■ Work order
Beneath this line are the data; copy exactly the part of them that opens with the line containing "pub(crate) mod writer;" and closes with the line containing "fn console_layer(config: &ConsoleConfig)", and only that part.

■ Extracted information
────────────────────

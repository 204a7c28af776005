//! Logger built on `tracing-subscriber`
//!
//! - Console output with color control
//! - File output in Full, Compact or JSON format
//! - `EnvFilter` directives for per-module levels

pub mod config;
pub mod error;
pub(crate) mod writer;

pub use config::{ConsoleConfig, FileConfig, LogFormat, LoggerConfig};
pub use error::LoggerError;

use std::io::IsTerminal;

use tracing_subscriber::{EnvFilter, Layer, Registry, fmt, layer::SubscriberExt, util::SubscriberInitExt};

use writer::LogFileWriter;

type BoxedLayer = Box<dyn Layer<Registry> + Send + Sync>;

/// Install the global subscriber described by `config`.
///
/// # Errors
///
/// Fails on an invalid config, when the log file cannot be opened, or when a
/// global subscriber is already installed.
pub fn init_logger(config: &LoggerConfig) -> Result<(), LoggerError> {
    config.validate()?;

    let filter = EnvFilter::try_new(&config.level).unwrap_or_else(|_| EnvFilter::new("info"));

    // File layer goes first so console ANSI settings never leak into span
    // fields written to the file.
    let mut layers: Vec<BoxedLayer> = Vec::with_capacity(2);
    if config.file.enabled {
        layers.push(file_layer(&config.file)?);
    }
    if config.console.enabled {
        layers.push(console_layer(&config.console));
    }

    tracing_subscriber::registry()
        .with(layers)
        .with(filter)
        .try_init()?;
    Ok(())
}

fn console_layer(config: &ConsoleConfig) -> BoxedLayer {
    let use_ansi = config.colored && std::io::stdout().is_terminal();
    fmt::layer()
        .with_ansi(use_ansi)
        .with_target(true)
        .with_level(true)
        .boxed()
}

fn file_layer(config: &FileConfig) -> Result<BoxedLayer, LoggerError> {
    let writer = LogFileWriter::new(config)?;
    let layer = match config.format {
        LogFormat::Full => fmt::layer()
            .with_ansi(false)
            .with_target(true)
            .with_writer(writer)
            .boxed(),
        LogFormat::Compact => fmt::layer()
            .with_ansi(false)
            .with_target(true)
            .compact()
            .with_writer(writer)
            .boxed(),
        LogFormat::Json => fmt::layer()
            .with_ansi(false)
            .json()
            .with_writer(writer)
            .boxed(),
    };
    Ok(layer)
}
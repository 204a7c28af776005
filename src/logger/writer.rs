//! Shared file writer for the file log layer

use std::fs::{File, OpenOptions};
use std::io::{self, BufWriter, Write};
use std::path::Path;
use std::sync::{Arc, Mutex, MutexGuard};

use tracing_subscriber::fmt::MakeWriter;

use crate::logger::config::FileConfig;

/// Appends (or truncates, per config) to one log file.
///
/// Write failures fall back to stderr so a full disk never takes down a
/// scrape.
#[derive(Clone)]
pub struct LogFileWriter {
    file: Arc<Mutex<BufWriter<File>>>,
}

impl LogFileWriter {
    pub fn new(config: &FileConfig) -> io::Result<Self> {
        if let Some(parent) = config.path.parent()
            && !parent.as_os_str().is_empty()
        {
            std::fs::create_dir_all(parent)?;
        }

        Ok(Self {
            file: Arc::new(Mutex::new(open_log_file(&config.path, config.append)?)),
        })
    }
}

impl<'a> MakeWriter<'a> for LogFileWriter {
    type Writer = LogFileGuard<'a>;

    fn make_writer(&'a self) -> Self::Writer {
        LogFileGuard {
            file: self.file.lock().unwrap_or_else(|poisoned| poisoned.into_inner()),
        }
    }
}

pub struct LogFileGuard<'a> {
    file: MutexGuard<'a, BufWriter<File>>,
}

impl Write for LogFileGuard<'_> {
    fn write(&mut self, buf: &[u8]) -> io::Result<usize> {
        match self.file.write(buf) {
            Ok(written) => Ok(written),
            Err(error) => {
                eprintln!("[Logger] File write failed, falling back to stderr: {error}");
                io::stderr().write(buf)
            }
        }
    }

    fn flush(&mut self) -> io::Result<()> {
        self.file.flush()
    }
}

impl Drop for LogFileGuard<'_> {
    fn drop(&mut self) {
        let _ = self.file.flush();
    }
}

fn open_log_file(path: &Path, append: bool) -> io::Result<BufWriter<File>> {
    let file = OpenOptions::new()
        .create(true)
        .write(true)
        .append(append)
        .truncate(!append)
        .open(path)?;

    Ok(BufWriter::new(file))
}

────────────────────

■ Exercise output
pub(crate) mod writer;

pub use config::{ConsoleConfig, FileConfig, LogFormat, LoggerConfig};
pub use error::LoggerError;

use std::io::IsTerminal;

use tracing_subscriber::{EnvFilter, Layer, Registry, fmt, layer::SubscriberExt, util::SubscriberInitExt};

use writer::LogFileWriter;

type BoxedLayer = Box<dyn Layer<Registry> + Send + Sync>;

/// Install the global subscriber described by `config`.
///
/// # Errors
///
/// Fails on an invalid config, when the log file cannot be opened, or when a
/// global subscriber is already installed.
pub fn init_logger(config: &LoggerConfig) -> Result<(), LoggerError> {
    config.validate()?;

    let filter = EnvFilter::try_new(&config.level).unwrap_or_else(|_| EnvFilter::new("info"));

    // File layer goes first so console ANSI settings never leak into span
    // fields written to the file.
    let mut layers: Vec<BoxedLayer> = Vec::with_capacity(2);
    if config.file.enabled {
        layers.push(file_layer(&config.file)?);
    }
    if config.console.enabled {
        layers.push(console_layer(&config.console));
    }

    tracing_subscriber::registry()
        .with(layers)
        .with(filter)
        .try_init()?;
    Ok(())
}

fn console_layer(config: &ConsoleConfig) -> BoxedLayer {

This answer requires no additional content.